Meatless Farm has called on the government to fight climate change faster in an activist campaign with the action plan: support farmers, shift subsidies and ‘Meat Less’.
The plant-based producer has taken to the streets calling for ‘No More Hot Air’ to come out of the climate summit – challenging government to #MakeCOPMatter.
The brand has pulled up outside of the Houses of Parliament on Friday in a digital campaign van to spread its message.
The creative includes images of a cow burping out ‘hot air’ clouds and is aimed to highlight the redundant efforts of leaders to date, whilst symbolising the challenge we face from farm animal methane gas.
As part of its campaign, Meatless Farm has drafted a ‘Meat Less’ plan for the government to drive down greenhouse gas emissions by reducing the number of animals being farmed and increasing consumption of plant-based food.
The plan suggested regulatory and financial measures to scale down meat production and consumption, and to increase the availability and uptake of plant-based foods.
The two key levers for change are to support farmers to transition away from animal agriculture and shift subsidies to plant-based food, it said.

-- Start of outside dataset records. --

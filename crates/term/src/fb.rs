//! Framebuffer and style types for terminal rendering.

use crossterm::style::Color;

/// Minimal per-cell styling.
#[derive(Debug, Clone, Copy, PartialEq, Eq)]
pub struct CellStyle {
    pub fg: Color,
    pub bg: Color,
    pub bold: bool,
    pub reverse: bool,
}

impl CellStyle {
    pub const fn fg(fg: Color) -> Self {
        Self {
            fg,
            bg: Color::Reset,
            bold: false,
            reverse: false,
        }
    }

    pub const fn bold(self) -> Self {
        Self { bold: true, ..self }
    }

    pub const fn reversed(self) -> Self {
        Self {
            reverse: true,
            ..self
        }
    }
}

impl Default for CellStyle {
    fn default() -> Self {
        Self::fg(Color::Reset)
    }
}

/// A single terminal cell.
#[derive(Debug, Clone, Copy, PartialEq, Eq)]
pub struct Cell {
    pub ch: char,
    pub style: CellStyle,
}

impl Default for Cell {
    fn default() -> Self {
        Self {
            ch: ' ',
            style: CellStyle::default(),
        }
    }
}

/// 2D framebuffer of styled character cells.
#[derive(Debug, Clone, PartialEq, Eq)]
pub struct FrameBuffer {
    width: u16,
    height: u16,
    cells: Vec<Cell>,
}

impl FrameBuffer {
    pub fn new(width: u16, height: u16) -> Self {
        let len = (width as usize) * (height as usize);
        Self {
            width,
            height,
            cells: vec![Cell::default(); len],
        }
    }

    pub fn width(&self) -> u16 {
        self.width
    }

    pub fn height(&self) -> u16 {
        self.height
    }

    /// Resize the framebuffer.
    ///
    /// This preserves the underlying allocation when possible.
    pub fn resize(&mut self, width: u16, height: u16) {
        if self.width == width && self.height == height {
            return;
        }
        self.width = width;
        self.height = height;
        let len = (width as usize) * (height as usize);
        self.cells.resize(len, Cell::default());
    }

    #[inline(always)]
    fn idx(&self, x: u16, y: u16) -> Option<usize> {
        if x >= self.width || y >= self.height {
            return None;
        }
        Some((y as usize) * (self.width as usize) + (x as usize))
    }

    pub fn get(&self, x: u16, y: u16) -> Option<Cell> {
        self.idx(x, y).map(|i| self.cells[i])
    }

    pub fn set(&mut self, x: u16, y: u16, cell: Cell) {
        if let Some(i) = self.idx(x, y) {
            self.cells[i] = cell;
        }
    }

    pub fn clear(&mut self) {
        self.cells.fill(Cell::default());
    }

    pub fn put_char(&mut self, x: u16, y: u16, ch: char, style: CellStyle) {
        self.set(x, y, Cell { ch, style });
    }

    /// Write `s` starting at (x, y), clipped at the right edge.
    /// Returns the column after the last character written.
    pub fn put_str(&mut self, x: u16, y: u16, s: &str, style: CellStyle) -> u16 {
        let mut cx = x;
        for ch in s.chars() {
            if cx >= self.width {
                break;
            }
            self.put_char(cx, y, ch, style);
            cx += 1;
        }
        cx
    }

    /// Write `value` in decimal, right-aligned to at least `min_width` columns.
    /// Returns the column after the last digit.
    pub fn put_u64(&mut self, x: u16, y: u16, value: u64, min_width: u16, style: CellStyle) -> u16 {
        let mut digits = [b'0'; 20];
        let mut n = value;
        let mut len = 0usize;
        loop {
            digits[digits.len() - 1 - len] = b'0' + (n % 10) as u8;
            len += 1;
            n /= 10;
            if n == 0 {
                break;
            }
        }

        let mut cx = x;
        for _ in len as u16..min_width {
            self.put_char(cx, y, ' ', style);
            cx = cx.saturating_add(1);
        }
        for &d in &digits[digits.len() - len..] {
            self.put_char(cx, y, d as char, style);
            cx = cx.saturating_add(1);
        }
        cx
    }

    pub fn fill_rect(&mut self, x: u16, y: u16, w: u16, h: u16, ch: char, style: CellStyle) {
        for dy in 0..h {
            for dx in 0..w {
                self.put_char(x.saturating_add(dx), y.saturating_add(dy), ch, style);
            }
        }
    }

    /// The characters of row `y`, without styling.
    pub fn row_text(&self, y: u16) -> String {
        (0..self.width)
            .filter_map(|x| self.get(x, y).map(|c| c.ch))
            .collect()
    }
}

“Farmers are stakeholders in the survival of humanity, we need them to feed us sustainably,” said Alison Reilly, head of marketing at Meatless Farm. “They need regulatory measures and funding, and support from policymakers, business, industry and investors.”
Animal agriculture is responsible for at least 14% of global human-caused greenhouse gas emissions, with methane being the largest contributor.
The government has committed to reducing methane by 30% by 2030 but it is not on course to meet this so far, the company said.
Meatless Farm believes transitioning the food system away from a dependence on animals would help meet the Committee on Climate Change’s recommendation of a 20% reduction in meat and dairy production and consumption by 2030 and a 35% reduction by 2050, as outlined in its Sixth Carbon Budget published in 2020.
“For far too long, food has not been a COP focus,” said Reilly. “Finally, as of this year, it’s on the agenda. Eating fewer animal products is vital in the fight against climate change, and the easiest way to do this is to switch to a more plant-based diet.”